Western Blot 法采用的是聚丙烯酰胺凝膠電泳,被檢測物是蛋白質,「探針」是抗體,「顯色」用標記的二抗。經過 PAGE(聚丙烯酰胺凝膠電泳)分離的蛋白質樣品,轉移到固相載體(例如硝酸纖維素薄膜)上,固相載體以非共價鍵形式吸附蛋白質,且能保持電泳分離的多肽類型及其生物學活性不變。


以固相載體上的蛋白質或多肽作為抗原,與對應的抗體起免疫反應,再與酶或同位素標記的第二抗體起反應,經過底物顯色或放射自顯影以檢測電泳分離的特異性目的基因表達的蛋白成分。該技術也廣泛應用于檢測蛋白水平的表達。


1、western blot 的優點


答: 靈敏,可達ng級,用Ecl顯色法理論上可達pg 級。方便,特異性高。


2、為什么我的細胞提取液中沒有目標蛋白?


答: 原因有很多:


a) 你的細胞中不表達這種蛋白質,換一種細胞;


b) 你的細胞中的蛋白質被降解掉了,你必需加入PMSF,抑制蛋白酶活性;


c) 你的抗體不能識別目標蛋白,多看看說明,看是否有問題。


3、我的細胞提取液有的有沉淀,有的很清亮,為什么呢?


答: a) 有沉淀可能因為你的蛋白沒有變性完全,可以適當提高SDS 濃度,同時將樣品煮沸時間延長, b) 也不排除你的抗原濃度過高,這時再加入適量上樣緩沖液即可。

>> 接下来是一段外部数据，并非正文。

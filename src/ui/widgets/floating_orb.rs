// SPDX-License-Identifier: MPL-2.0
//! Soft glowing orb drifting on a slow sine path. Purely decorative.

use crate::ui::design_tokens::palette;
use iced::widget::canvas::{self, Canvas, Frame, Geometry, Path};
use iced::{mouse, Color, Length, Point, Rectangle, Renderer, Theme};

/// Decorative drifting orb.
pub struct FloatingOrb {
    size: f32,
    /// Seconds since the decorative animation epoch.
    elapsed: f32,
    /// Phase offset so multiple orbs drift independently.
    phase: f32,
    color: Color,
}

impl FloatingOrb {
    #[must_use]
    pub fn new(size: f32, elapsed: f32) -> Self {
        Self {
            size,
            elapsed,
            phase: 0.0,
            color: palette::NEON_PURPLE,
        }
    }

    #[must_use]
    pub fn phase(mut self, phase: f32) -> Self {
        self.phase = phase;
        self
    }

    #[must_use]
    pub fn color(mut self, color: Color) -> Self {
        self.color = color;
        self
    }

    pub fn into_element<Message: 'static>(self) -> iced::Element<'static, Message> {
        let size = self.size;
        Canvas::new(self)
            .width(Length::Fixed(size))
            .height(Length::Fixed(size))
            .into()
    }
}

impl<Message> canvas::Program<Message> for FloatingOrb {
    type State = ();

    fn draw(
        &self,
        _state: &Self::State,
        renderer: &Renderer,
        _theme: &Theme,
        bounds: Rectangle,
        _cursor: mouse::Cursor,
    ) -> Vec<Geometry> {
        let mut frame = Frame::new(renderer, bounds.size());
        let t = self.elapsed * 0.3 + self.phase;

        // Drift inside the widget bounds
        let drift = frame.width() * 0.08;
        let center = Point::new(
            frame.center().x + drift * t.sin(),
            frame.center().y + drift * (t * 0.7).cos(),
        );

        // Three concentric fills approximate a radial glow
        let base_radius = frame.width() * 0.32;
        let breath = 1.0 + 0.08 * (t * 1.3).sin();
        for (factor, alpha) in [(1.4, 0.06), (1.15, 0.10), (1.0, 0.18)] {
            frame.fill(
                &Path::circle(center, base_radius * factor * breath),
                Color {
                    a: alpha,
                    ..self.color
                },
            );
        }

        vec![frame.into_geometry()]
    }
}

4、我做的蛋白質分子量很小(10KD),請問怎么做WB?


答:可以選擇0.2μml的膜,同時縮短轉移時間。也可以將兩張膜疊在一起,再轉移。其他按步驟即可。


5、我的目的帶很弱,怎么加強?


答:可以加大抗原上樣量。這是最主要的。同時也可以將一抗稀釋比例降低。


6、膠片背景很臟,有什么解決方法?


答:減少抗原上樣量,降低一抗濃度,改變一抗孵育時間,提高牛奶濃度。


7、目標帶是空白,周圍有背景,是為什么?


答:你的一抗濃度較高,二抗上HRP 催化活力太強,同時你的顯色底物處于一個臨界點,反應時間不長,將周圍底物催化完,形成了空白即“反亮現象”。將一抗和二抗濃度降低,或更換新底物。


8、我的膠片是一片空白,是怎么回事?


答:如果能夠排除下面的幾個問題那么問題多半出現在一抗和抗原制備上。


a) 二抗的HRP 活性太強,將底物消耗光;


b) ECM底物中H2O2,不穩定,失活;


c) ECL底物沒覆蓋到相應位置;


d) 二抗失活。


9、我在顯影液中顯影1分鐘和5分鐘后,底片漆黑一片,是什么原因呢?


答:a) 可能是紅燈造成的, 膠片本來就被曝光了,可以在完全黑暗的情況下操作.看是否有改善.;b) 顯影時間過長。


10、DAB好還是ECM好?


答:DAB 有毒,但是比較靈敏,是HRP 最敏感的底物;ECM結果容易控制,但被催化時靈敏度差一點,但如果達到閥值,就特別靈敏,可以檢測pg 級抗原。要看你實驗的情況。


11、抗原檢測出的分子量比資料上的大,是怎么回事?


答:a)抗原形成了二聚體。增多巰基乙醇量,煮沸變性時間延長,可以打開二聚體。b)蛋白本身的修飾如:糖基化,磷酸化等。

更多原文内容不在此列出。